Police during a demonstration in Portland Oregon
Law enforcement officers are seen during a Black Lives Matter protest in Portland, Oregon on July 4. Getty Images

A Navy veteran who says he was beaten by federal officers during protests in Portland, Oregon is speaking out. 

Christopher David, 53, is a disabled veteran who served in the Navy for more than eight years, The Independent reported. After seeing images of law enforcement officers violently cracking down on Black Lives Matter protesters in his city, David told the paper he decided to wear his Navy sweatshirt and travel to a protest Saturday to ask the officers why. 

"I was enraged simply because I did not think they were taking their oath of office seriously or they were compromising their oath of office," David told The Independent. "So I actually went down because I wanted to talk to them about it."

Video shot by Zane Sparling, a reporter with the Portland Tribune, shows what happened next. David stands still as he is beaten with a baton and pepper sprayed in the face. He then walks away. 

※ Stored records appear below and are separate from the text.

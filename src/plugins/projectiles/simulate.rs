//! Frame tick: drive the manager with frame time and Avian's scene queries,
//! then mirror the active set onto the pooled entities.

use avian3d::prelude::*;
use bevy::ecs::entity::EntityHashSet;
use bevy::prelude::*;

use super::components::{BulletHell, PooledBullet};
use super::messages::ImpactEffect;
use super::raycast::avian::AvianRaycaster;

pub fn simulate_bullets(
    time: Res<Time>,
    mut hell: ResMut<BulletHell>,
    spatial: SpatialQuery,
    q_sensors: Query<Entity, With<Sensor>>,
    mut sensors: Local<EntityHashSet>,
    mut impacts: MessageWriter<ImpactEffect>,
) {
    sensors.clear();
    sensors.extend(q_sensors.iter());

    let backend = AvianRaycaster::new(&spatial, &sensors);
    hell.tick(time.delta_secs(), &backend);

    impacts.write_batch(hell.drain_impacts());
}

pub fn sync_bullet_transforms(hell: Res<BulletHell>, mut q: Query<&mut Transform, With<PooledBullet>>) {
    for p in hell.active() {
        let mut tf = q
            .get_mut(p.handle)
            .expect("BulletHell active set contained an entity missing pooled bullet components");
        tf.translation = p.position;
        tf.rotation = p.rotation;
    }
}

"I was hoping they wouldn't shoot me, because one had a weapon pointing it right at my chest," David told CNN of the incident. 

"The baton hits weren't the issue but when they used pepper spray it was over; it felt like they dumped a gallon of burning gasoline on my head," he added. 

David told CNN two bones in his hand were broken in the encounter and plans to have surgery later this week. 

Portland has seen more than 50 days of protests, with law enforcement sometimes responding violently and reports of some protesters being taken into custody by officers in unmarked cars without being told why, according to published reports.

It is not clear to which agency the officers who allegedly beat David belonged, but CNN reported that the Portland Police Bureau and Customs and Border Protection both said their officers were not involved in the incident.